IX. Que auditoria esta leitura deve aceitar

Se a EFT pretende reescrever o “pico escuro” como resposta de terreno a um acontecimento, não pode contentar-se em contar uma história mais complexa do que a dominante. Tem de oferecer linhas de verificação mais finas, mais duras e mais fáceis de pôr em erro.

Em sentido inverso, se as observações sistemáticas futuras nunca mostrarem fase, nunca mostrarem «primeiro o ruído, depois a força», nunca mostrarem covariação espacial entre resíduos κ e revolvimento não térmico, e nunca mostrarem regressão sistemática da deslocação depois do atravessamento, então a força persuasiva da EFT neste problema enfraquecerá claramente. A atitude aqui tem de ser clara e contida: não estamos a declarar, com uma secção de texto, que alguém já venceu.

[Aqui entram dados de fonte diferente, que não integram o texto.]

//! WriteBatch - accumulate set/update/delete operations and apply them in
//! one pass: a single persistence write and a single listener pass.
//!
//! This is the closest available approximation to a transaction; the
//! reservation protocol commits its insert-plus-decrement through it.

use std::collections::HashSet;

use super::database::Database;
use super::field::{self, FieldValue};
use super::query::DocRef;
use super::Document;
use crate::error::StoreError;

enum BatchOp {
    Set {
        doc: DocRef,
        fields: Document,
    },
    Update {
        doc: DocRef,
        updates: Vec<(String, FieldValue)>,
    },
    Delete {
        doc: DocRef,
    },
}

/// Builder for a multi-write commit. Methods chain; `commit` consumes.
pub struct WriteBatch {
    db: Database,
    ops: Vec<BatchOp>,
}

impl WriteBatch {
    pub(crate) fn new(db: Database) -> Self {
        WriteBatch {
            db,
            ops: Vec::new(),
        }
    }

    /// Queue a full-document upsert.
    pub fn set(mut self, doc: &DocRef, fields: Document) -> Self {
        self.ops.push(BatchOp::Set {
            doc: doc.clone(),
            fields,
        });
        self
    }

    /// Queue a field merge against an existing document.
    pub fn update(mut self, doc: &DocRef, updates: &[(&str, FieldValue)]) -> Self {
        self.ops.push(BatchOp::Update {
            doc: doc.clone(),
            updates: updates
                .iter()
                .map(|(field, value)| ((*field).to_string(), value.clone()))
                .collect(),
        });
        self
    }

    /// Queue a document removal.
    pub fn delete(mut self, doc: &DocRef) -> Self {
        self.ops.push(BatchOp::Delete { doc: doc.clone() });
        self
    }

    pub fn len(&self) -> usize {
        self.ops.len()
    }

    pub fn is_empty(&self) -> bool {
        self.ops.is_empty()
    }

    /// Apply every queued operation under one write lock, then persist once
    /// and run one listener pass.
    ///
    /// Update targets are validated before anything is applied: a missing
    /// target fails the whole batch with `NotFound` and no sub-operation
    /// takes effect. A `set` earlier in the batch satisfies a later
    /// `update` of the same document.
    pub fn commit(self) -> Result<(), StoreError> {
        let WriteBatch { db, ops } = self;
        if ops.is_empty() {
            return Ok(());
        }
        db.mutate(|state| {
            {
                let mut created: HashSet<(&str, &str)> = HashSet::new();
                let mut deleted: HashSet<(&str, &str)> = HashSet::new();
                for op in &ops {
                    match op {
                        BatchOp::Set { doc, .. } => {
                            created.insert((doc.collection(), doc.id()));
                            deleted.remove(&(doc.collection(), doc.id()));
                        }
                        BatchOp::Delete { doc } => {
                            deleted.insert((doc.collection(), doc.id()));
                            created.remove(&(doc.collection(), doc.id()));
                        }
                        BatchOp::Update { doc, .. } => {
                            let key = (doc.collection(), doc.id());
                            let exists = created.contains(&key)
                                || (!deleted.contains(&key)
                                    && state
                                        .get(doc.collection())
                                        .is_some_and(|c| c.contains_key(doc.id())));
                            if !exists {
                                return Err(StoreError::NotFound {
                                    collection: doc.collection().to_string(),
                                    id: doc.id().to_string(),
                                });
                            }
                        }
                    }
                }
            }

            for op in ops {
                match op {
                    BatchOp::Set { doc, fields } => {
                        state
                            .entry(doc.collection().to_string())
                            .or_default()
                            .insert(doc.id().to_string(), fields);
                    }
                    BatchOp::Update { doc, updates } => {
                        if let Some(fields) = state
                            .get_mut(doc.collection())
                            .and_then(|c| c.get_mut(doc.id()))
                        {
                            for (field, value) in &updates {
                                field::apply(fields, field, value);
                            }
                        }
                    }
                    BatchOp::Delete { doc } => {
                        if let Some(collection) = state.get_mut(doc.collection()) {
                            collection.remove(doc.id());
                        }
                    }
                }
            }
            Ok(())
        })
    }
}

#[cfg(test)]
mod tests {
    use super::*;
    use crate::store::Query;
    use serde_json::{json, Value};
    use std::sync::{Arc, Mutex};

    fn doc(value: Value) -> Document {
        match value {
            Value::Object(map) => map,
            _ => panic!("test document must be an object"),
        }
    }

    #[test]
    fn commit_applies_all_operations() {
        let db = Database::in_memory();
        let o1 = DocRef::new("offerings", "o1").unwrap();
        db.set_doc(&o1, doc(json!({"quantityRemaining": 5}))).unwrap();

        let r1 = DocRef::new("reservations", "r1").unwrap();
        db.batch()
            .set(&r1, doc(json!({"status": "pending"})))
            .update(&o1, &[("quantityRemaining", FieldValue::increment(-1))])
            .commit()
            .unwrap();

        assert_eq!(
            db.get_doc(&o1).unwrap().unwrap().get("quantityRemaining"),
            Some(&json!(4))
        );
        assert!(db.get_doc(&r1).unwrap().is_some());
    }

    #[test]
    fn missing_update_target_rejects_whole_batch() {
        let db = Database::in_memory();
        let r1 = DocRef::new("reservations", "r1").unwrap();
        let ghost = DocRef::new("offerings", "ghost").unwrap();

        let err = db
            .batch()
            .set(&r1, doc(json!({"status": "pending"})))
            .update(&ghost, &[("quantityRemaining", FieldValue::increment(-1))])
            .commit()
            .unwrap_err();
        assert!(matches!(err, StoreError::NotFound { .. }));
        // nothing applied
        assert!(db.get_doc(&r1).unwrap().is_none());
        assert_eq!(db.revision(), 0);
    }

    #[test]
    fn set_earlier_in_batch_satisfies_later_update() {
        let db = Database::in_memory();
        let r = DocRef::new("things", "t1").unwrap();
        db.batch()
            .set(&r, doc(json!({"count": 1})))
            .update(&r, &[("count", FieldValue::increment(2))])
            .commit()
            .unwrap();
        assert_eq!(db.get_doc(&r).unwrap().unwrap().get("count"), Some(&json!(3)));
    }

    #[test]
    fn delete_earlier_in_batch_invalidates_later_update() {
        let db = Database::in_memory();
        let r = DocRef::new("things", "t1").unwrap();
        db.set_doc(&r, doc(json!({"count": 1}))).unwrap();

        let err = db
            .batch()
            .delete(&r)
            .update(&r, &[("count", FieldValue::increment(1))])
            .commit()
            .unwrap_err();
        assert!(matches!(err, StoreError::NotFound { .. }));
        // untouched by the failed batch
        assert!(db.get_doc(&r).unwrap().is_some());
    }

    #[test]
    fn commit_runs_one_listener_pass() {
        let db = Database::in_memory();
        let deliveries: Arc<Mutex<u32>> = Default::default();
        let counter = deliveries.clone();
        let q = Query::collection("things").unwrap();
        let _sub = db
            .subscribe(&q, move |_| {
                *counter.lock().unwrap() += 1;
            })
            .unwrap();
        assert_eq!(*deliveries.lock().unwrap(), 1); // initial delivery

        db.batch()
            .set(&DocRef::new("things", "a").unwrap(), doc(json!({"n": 1})))
            .set(&DocRef::new("things", "b").unwrap(), doc(json!({"n": 2})))
            .set(&DocRef::new("things", "c").unwrap(), doc(json!({"n": 3})))
            .commit()
            .unwrap();
        assert_eq!(*deliveries.lock().unwrap(), 2); // one pass for the whole batch
        assert_eq!(db.revision(), 1);
    }

    #[test]
    fn empty_batch_is_a_noop() {
        let db = Database::in_memory();
        db.batch().commit().unwrap();
        assert_eq!(db.revision(), 0);
    }
}
//! Embedded document store: collections of JSON documents with equality
//! queries, batched writes, field-level increments, and live query
//! subscriptions.

mod batch;
mod database;
mod durable;
mod field;
mod query;
mod snapshot;
mod subscription;

use serde::de::DeserializeOwned;
use serde::Serialize;

use crate::error::StoreError;

/// A single document: field name → JSON value.
pub type Document = serde_json::Map<String, serde_json::Value>;

pub use batch::WriteBatch;
pub use database::Database;
pub use durable::{Collections, DurableStore, COLLECTIONS_KEY, SESSION_KEY};
pub use field::FieldValue;
pub use query::{CollectionRef, Direction, DocRef, Query};
pub use snapshot::{DocumentSnapshot, QuerySnapshot};
pub use subscription::Subscription;

/// Serialize a model into a document field map.
pub fn to_document<T: Serialize>(value: &T) -> Result<Document, StoreError> {
    match serde_json::to_value(value).map_err(|e| StoreError::Serde(e.to_string()))? {
        serde_json::Value::Object(map) => Ok(map),
        other => Err(StoreError::Serde(format!(
            "expected a JSON object, got {}",
            json_kind(&other)
        ))),
    }
}

/// Deserialize a document field map back into a model.
pub fn from_document<T: DeserializeOwned>(doc: Document) -> Result<T, StoreError> {
    serde_json::from_value(serde_json::Value::Object(doc))
        .map_err(|e| StoreError::Serde(e.to_string()))
}

fn json_kind(value: &serde_json::Value) -> &'static str {
    match value {
        serde_json::Value::Null => "null",
        serde_json::Value::Bool(_) => "a boolean",
        serde_json::Value::Number(_) => "a number",
        serde_json::Value::String(_) => "a string",
        serde_json::Value::Array(_) => "an array",
        serde_json::Value::Object(_) => "an object",
    }
}
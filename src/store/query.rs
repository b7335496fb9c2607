//! Inert document, collection, and query descriptors.
//!
//! Descriptors perform no I/O; they are consumed by the operations on
//! [`Database`](super::Database). The guaranteed filter operator set is
//! equality only; sorting supports a single key with direction.

use std::cmp::Ordering;

use serde_json::Value;

use super::snapshot::DocumentSnapshot;
use super::Document;
use crate::error::StoreError;

/// Sort direction for [`Query::order_by`].
#[derive(Debug, Clone, Copy, PartialEq, Eq)]
pub enum Direction {
    Asc,
    Desc,
}

/// Reference to a single document within a collection.
#[derive(Debug, Clone, PartialEq, Eq)]
pub struct DocRef {
    collection: String,
    id: String,
}

impl DocRef {
    pub fn new(collection: impl Into<String>, id: impl Into<String>) -> Result<Self, StoreError> {
        let collection = collection.into();
        let id = id.into();
        if collection.is_empty() {
            return Err(StoreError::InvalidReference {
                what: "collection name",
            });
        }
        if id.is_empty() {
            return Err(StoreError::InvalidReference { what: "document id" });
        }
        Ok(DocRef { collection, id })
    }

    pub fn collection(&self) -> &str {
        &self.collection
    }

    pub fn id(&self) -> &str {
        &self.id
    }
}

/// Reference to a whole collection.
#[derive(Debug, Clone, PartialEq, Eq)]
pub struct CollectionRef {
    name: String,
}

impl CollectionRef {
    pub fn new(name: impl Into<String>) -> Result<Self, StoreError> {
        let name = name.into();
        if name.is_empty() {
            return Err(StoreError::InvalidReference {
                what: "collection name",
            });
        }
        Ok(CollectionRef { name })
    }

    pub fn name(&self) -> &str {
        &self.name
    }

    /// Reference a document inside this collection.
    pub fn doc(&self, id: impl Into<String>) -> Result<DocRef, StoreError> {
        DocRef::new(self.name.clone(), id)
    }

    /// Start a query over this collection.
    pub fn query(&self) -> Query {
        Query {
            collection: self.name.clone(),
            filters: Vec::new(),
            order: None,
        }
    }
}

#[derive(Debug, Clone, PartialEq)]
struct Filter {
    field: String,
    value: Value,
}

#[derive(Debug, Clone, PartialEq)]
struct SortKey {
    field: String,
    direction: Direction,
}

/// A composed, still-inert query descriptor.
#[derive(Debug, Clone, PartialEq)]
pub struct Query {
    collection: String,
    filters: Vec<Filter>,
    order: Option<SortKey>,
}

impl Query {
    /// Query over a named collection.
    pub fn collection(name: impl Into<String>) -> Result<Self, StoreError> {
        CollectionRef::new(name).map(|c| c.query())
    }

    /// Add an equality predicate. Predicates combine as a logical AND.
    ///
    /// A document whose field is absent matches nothing, including a null
    /// filter value.
    pub fn where_eq(mut self, field: impl Into<String>, value: impl Into<Value>) -> Self {
        self.filters.push(Filter {
            field: field.into(),
            value: value.into(),
        });
        self
    }

    /// Set the sort key. At most one applies; a second call replaces the
    /// first. Ties keep document-id order.
    pub fn order_by(mut self, field: impl Into<String>, direction: Direction) -> Self {
        self.order = Some(SortKey {
            field: field.into(),
            direction,
        });
        self
    }

    pub(crate) fn collection_name(&self) -> &str {
        &self.collection
    }

    pub(crate) fn matches(&self, doc: &Document) -> bool {
        self.filters
            .iter()
            .all(|f| doc.get(&f.field).is_some_and(|v| *v == f.value))
    }

    pub(crate) fn sort(&self, docs: &mut [DocumentSnapshot]) {
        let Some(key) = &self.order else { return };
        docs.sort_by(|a, b| {
            let av = a.fields().get(&key.field).unwrap_or(&Value::Null);
            let bv = b.fields().get(&key.field).unwrap_or(&Value::Null);
            let ord = compare_values(av, bv);
            match key.direction {
                Direction::Asc => ord,
                Direction::Desc => ord.reverse(),
            }
        });
    }
}

/// Total order over JSON values: null < bool < number < string < array <
/// object, with per-type comparison inside each rank.
pub(crate) fn compare_values(a: &Value, b: &Value) -> Ordering {
    match (a, b) {
        (Value::Bool(x), Value::Bool(y)) => x.cmp(y),
        (Value::Number(x), Value::Number(y)) => x
            .as_f64()
            .partial_cmp(&y.as_f64())
            .unwrap_or(Ordering::Equal),
        (Value::String(x), Value::String(y)) => x.cmp(y),
        (Value::Array(x), Value::Array(y)) => {
            for (xv, yv) in x.iter().zip(y.iter()) {
                let ord = compare_values(xv, yv);
                if ord != Ordering::Equal {
                    return ord;
                }
            }
            x.len().cmp(&y.len())
        }
        (Value::Object(x), Value::Object(y)) => {
            // maps iterate in key order, so pairwise comparison is total
            for ((xk, xv), (yk, yv)) in x.iter().zip(y.iter()) {
                let ord = xk.cmp(yk).then_with(|| compare_values(xv, yv));
                if ord != Ordering::Equal {
                    return ord;
                }
            }
            x.len().cmp(&y.len())
        }
        _ => rank(a).cmp(&rank(b)),
    }
}

fn rank(value: &Value) -> u8 {
    match value {
        Value::Null => 0,
        Value::Bool(_) => 1,
        Value::Number(_) => 2,
        Value::String(_) => 3,
        Value::Array(_) => 4,
        Value::Object(_) => 5,
    }
}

Estamos a desenhar antecipadamente as linhas de decisão. Quem conseguir narrar a mesma fusão de modo mais coerente através de janelas, fases e amostras é quem merece mais autoridade explicativa.


X. A fusão não é uma fotografia fixa da matéria escura

Assim, o juízo mais estável e mais importante não é “as fusões de enxames já provaram a EFT”, nem “a matéria escura já foi aqui completamente negada”. É antes este: uma fusão de enxames é, antes de tudo, um acontecimento, não uma fotografia estática; a separação dos picos significa, antes de tudo, que uma sequência temporal de múltiplas janelas ainda não foi lida corretamente, e não que “ali esteja por acaso escondido um balde de coisa invisível”. Enquanto este juízo se mantiver, o paradigma da matéria escura deixa de possuir automaticamente autoridade explicativa única no seu campo de batalha mais vistoso.

Dentro da estrutura interna do volume 6, a secção 6.8 ensina-nos, na janela da dinâmica, a não contar primeiro baldes de matéria; a secção 6.9 leva-nos, na janela da imagem, a perguntar se existe um mapa de base comum; a secção 6.10 inclui no balanço geral os mundos de vida curta e o ruído da base; e a secção 6.11 envia esse mesmo mapa de base para uma condição operacional de acontecimento extremo, onde ele passa por um teste de esforço. Depois de ligar os quatro painéis de leitura, a formação de estruturas deixa de ser apenas outro tema mais distante: torna-se o grande exame de fecho para saber se este mapa de base consegue realmente fechar as contas.